The death toll was 123. The survivors included the pilot and co-pilot, at least three of four Americans on board, and two of the three hijackers, who were arrested.
Capt. Leul Abate had pleaded with the hijackers to let him land the jet safely at an airport in the Comoros Islands capital of Moroni.
“He wanted to go there, but they wouldn’t let him,” co-pilot Yonas Mekuria told The Associated Press from his hospital bed, where he was being treated for cuts and bruises.
“I guess they understood it,” the co-pilot said of the fuel shortage. “But they didn’t give a damn.”
Tourists in bathing suits watched boat crews retrieve bodies Sunday from the broken jet rocking in the sapphire waves off the Comoros Islands, a small island chain between east Africa and Madagascar. Search crews covered the corpses in white sheets and ferried them to the palm-lined shore.
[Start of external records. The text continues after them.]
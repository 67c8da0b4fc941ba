//! Shared test infrastructure for the admin engine and HTTP tests.
//!
//! - `TestStore` wraps the in-memory store, counts calls and can be told to
//!   fail chosen collections.
//! - `Harness` wires every panel against recording collaborators.
//! - Seed helpers write records with explicit timestamps.

#![allow(dead_code)]

use std::collections::HashSet;
use std::sync::atomic::{AtomicUsize, Ordering};
use std::sync::{Arc, Mutex};

use async_trait::async_trait;
use chrono::{DateTime, NaiveDate, TimeZone, Utc};
use serde_json::{json, Value};

use ongsite::admin::panels::{self, AdminDeps, AdminPanels};
use ongsite::admin::recorder::{RecordingCharts, RecordingSurface};
use ongsite::admin::router::{PanelController, Ticket};
use ongsite::admin::Router;
use ongsite::models::timestamp;
use ongsite::store::memory::MemoryStore;
use ongsite::store::{
    DocumentStore, Fields, Query, Record, StoreError, DOCUMENTS, DONATIONS, PROJECTS,
};
use ongsite::upload::{PickerConfig, UploadError, UploadedFile, Uploader};

// ============================================================================
// STORE
// ============================================================================

#[derive(Default)]
pub struct TestStore {
    inner: MemoryStore,
    calls: AtomicUsize,
    failing: Mutex<HashSet<String>>,
}

impl TestStore {
    pub fn new() -> Arc<Self> {
        Arc::new(Self::default())
    }

    /// Make every operation on `collection` fail from now on.
    pub fn fail(&self, collection: &str) {
        self.failing.lock().unwrap().insert(collection.to_string());
    }

    pub fn calls(&self) -> usize {
        self.calls.load(Ordering::SeqCst)
    }

    pub fn seed(&self, collection: &str, id: &str, fields: Value) {
        let Value::Object(fields) = fields else {
            panic!("seed fields must be an object");
        };
        self.inner.insert_with_id(collection, id, fields);
    }

    fn enter(&self, collection: &str) -> Result<(), StoreError> {
        self.calls.fetch_add(1, Ordering::SeqCst);
        if self.failing.lock().unwrap().contains(collection) {
            return Err(StoreError::Unavailable(format!("{collection} is down")));
        }
        Ok(())
    }
}

#[async_trait]
impl DocumentStore for TestStore {
    async fn create(&self, collection: &str, fields: Fields) -> Result<String, StoreError> {
        self.enter(collection)?;
        self.inner.create(collection, fields).await
    }

    async fn list(&self, collection: &str) -> Result<Vec<Record>, StoreError> {
        self.enter(collection)?;
        self.inner.list(collection).await
    }

    async fn get(&self, collection: &str, id: &str) -> Result<Option<Fields>, StoreError> {
        self.enter(collection)?;
        self.inner.get(collection, id).await
    }

    async fn update(&self, collection: &str, id: &str, fields: Fields) -> Result<(), StoreError> {
        self.enter(collection)?;
        self.inner.update(collection, id, fields).await
    }

    async fn upsert(&self, collection: &str, id: &str, fields: Fields) -> Result<(), StoreError> {
        self.enter(collection)?;
        self.inner.upsert(collection, id, fields).await
    }

    async fn delete(&self, collection: &str, id: &str) -> Result<(), StoreError> {
        self.enter(collection)?;
        self.inner.delete(collection, id).await
    }

    async fn query(&self, collection: &str, query: &Query) -> Result<Vec<Record>, StoreError> {
        self.enter(collection)?;
        self.inner.query(collection, query).await
    }
}

// ============================================================================
// UPLOADER
// ============================================================================

/// Yields a fixed picker outcome on every call.
pub struct ScriptedUploader {
    outcome: Mutex<Option<Result<Option<UploadedFile>, String>>>,
    pub opened: AtomicUsize,
}

impl ScriptedUploader {
    pub fn picking(file: Option<UploadedFile>) -> Arc<Self> {
        Arc::new(Self { outcome: Mutex::new(Some(Ok(file))), opened: AtomicUsize::new(0) })
    }

    pub fn failing(message: &str) -> Arc<Self> {
        Arc::new(Self { outcome: Mutex::new(Some(Err(message.to_string()))), opened: AtomicUsize::new(0) })
    }
}

#[async_trait]
impl Uploader for ScriptedUploader {
    async fn open_picker(&self, _config: &PickerConfig) -> Result<Option<UploadedFile>, UploadError> {
        self.opened.fetch_add(1, Ordering::SeqCst);
        match self.outcome.lock().unwrap().clone() {
            Some(Ok(file)) => Ok(file),
            Some(Err(message)) => Err(UploadError::Failed(message)),
            None => Ok(None),
        }
    }
}

pub fn uploaded(name: &str) -> UploadedFile {
    UploadedFile {
        name: name.to_string(),
        content_url: format!("https://ucarecdn.com/{name}/"),
        unique_id: format!("uuid-{name}"),
    }
}

// ============================================================================
// PANEL DOUBLE
// ============================================================================

/// Counts activations and teardowns; remembers whether each ticket was live.
#[derive(Default)]
pub struct CountingPanel {
    pub activations: AtomicUsize,
    pub teardowns: AtomicUsize,
    pub live_tickets: Mutex<Vec<bool>>,
}

#[async_trait]
impl PanelController for CountingPanel {
    async fn activate(&self, ticket: Ticket) {
        self.activations.fetch_add(1, Ordering::SeqCst);
        self.live_tickets.lock().unwrap().push(ticket.is_current());
    }

    fn teardown(&self) {
        self.teardowns.fetch_add(1, Ordering::SeqCst);
    }
}

// ============================================================================
// ENGINE
// ============================================================================

/// 2025-08-20 15:30 UTC.
pub fn fixed_now() -> DateTime<Utc> {
    Utc.with_ymd_and_hms(2025, 8, 20, 15, 30, 0).unwrap()
}

pub struct Harness {
    pub router: Router,
    pub panels: AdminPanels,
    pub surface: Arc<RecordingSurface>,
    pub charts: Arc<RecordingCharts>,
}

impl Harness {
    pub fn new(store: Arc<TestStore>) -> Self {
        Self::with(store, RecordingSurface::new(), ScriptedUploader::picking(None))
    }

    pub fn with(store: Arc<TestStore>, surface: RecordingSurface, uploader: Arc<ScriptedUploader>) -> Self {
        let surface = Arc::new(surface);
        let charts = Arc::new(RecordingCharts::new());
        let deps = AdminDeps::new(store, surface.clone(), charts.clone(), uploader, PickerConfig::new("pk-test"))
            .with_clock(fixed_now);
        let (router, panels) = panels::build(deps);
        Harness { router, panels, surface, charts }
    }
}

// ============================================================================
// SEEDS
// ============================================================================

pub fn at(y: i32, m: u32, d: u32) -> DateTime<Utc> {
    Utc.with_ymd_and_hms(y, m, d, 10, 0, 0).unwrap()
}

pub fn seed_document(store: &TestStore, id: &str, category: &str, created: DateTime<Utc>) {
    store.seed(
        DOCUMENTS,
        id,
        json!({
            "title": format!("Documento {id}"),
            "category": category,
            "fileURL": format!("https://ucarecdn.com/{id}/"),
            "fileName": format!("{id}.pdf"),
            "fileUUID": id,
            "createdAt": timestamp(created),
        }),
    );
}

pub fn seed_project(store: &TestStore, id: &str, status: &str, created: DateTime<Utc>) {
    store.seed(
        PROJECTS,
        id,
        json!({
            "title": format!("Projeto {id}"),
            "description": "",
            "status": status,
            "createdAt": timestamp(created),
        }),
    );
}

pub fn seed_donation(store: &TestStore, id: &str, amount: f64, date: NaiveDate) {
    store.seed(
        DONATIONS,
        id,
        json!({
            "donor": "Maria",
            "amount": amount,
            "date": date.format("%Y-%m-%d").to_string(),
        }),
    );
}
The hijackers, believed to be Ethiopian, commandeered the flight shortly after it took off from the Ethiopian capital of Addis Ababa on a flight to the Ivory Coast city of Abidjan.
Armed with an ax, a fire extinguisher and a device they claimed was a bomb, the men demanded that they be flown to Australia - but wouldn’t let the pilot stop to refuel.
The men stormed the cockpit, forcing out the co-pilot. As passengers listened in terror, they made threats over the jet’s public address system, Ethiopian passenger Bisrat Alemu said.
One hijacker seemed drunk, and waved a bottle of whiskey that he apparently had taken from a beverage cart on the plane, the co-pilot said.
For three hours, Abate guided the jetliner on his own and tried to reason with the hijackers, asking that he be allowed to land in the Seychelles or the Comoros Islands to refuel. Finally, the pilot went on the public address system himself to announce that the jet was running out of fuel.
One engine had stopped, and the other would shortly, the pilot told the passengers. He was going to try to ditch the plane in the sea.
The hijackers fought the pilot for control of the aircraft in the last minutes aloft, the co-pilot said. “They were interfering with procedures, grabbing at the instruments. They snatched the radio from the jack.”
Back in the cabin, Bisrat said, “People were screaming. Some were praying.”
“We knew we were going to land in the sea. We already knew that we were going to die,” said N.B. Surti, a passenger from Bombay, India.
Survivors said a wing clipped the water. Then the body of the plane slammed into the sea, bouncing and flipping at least once before it broke apart.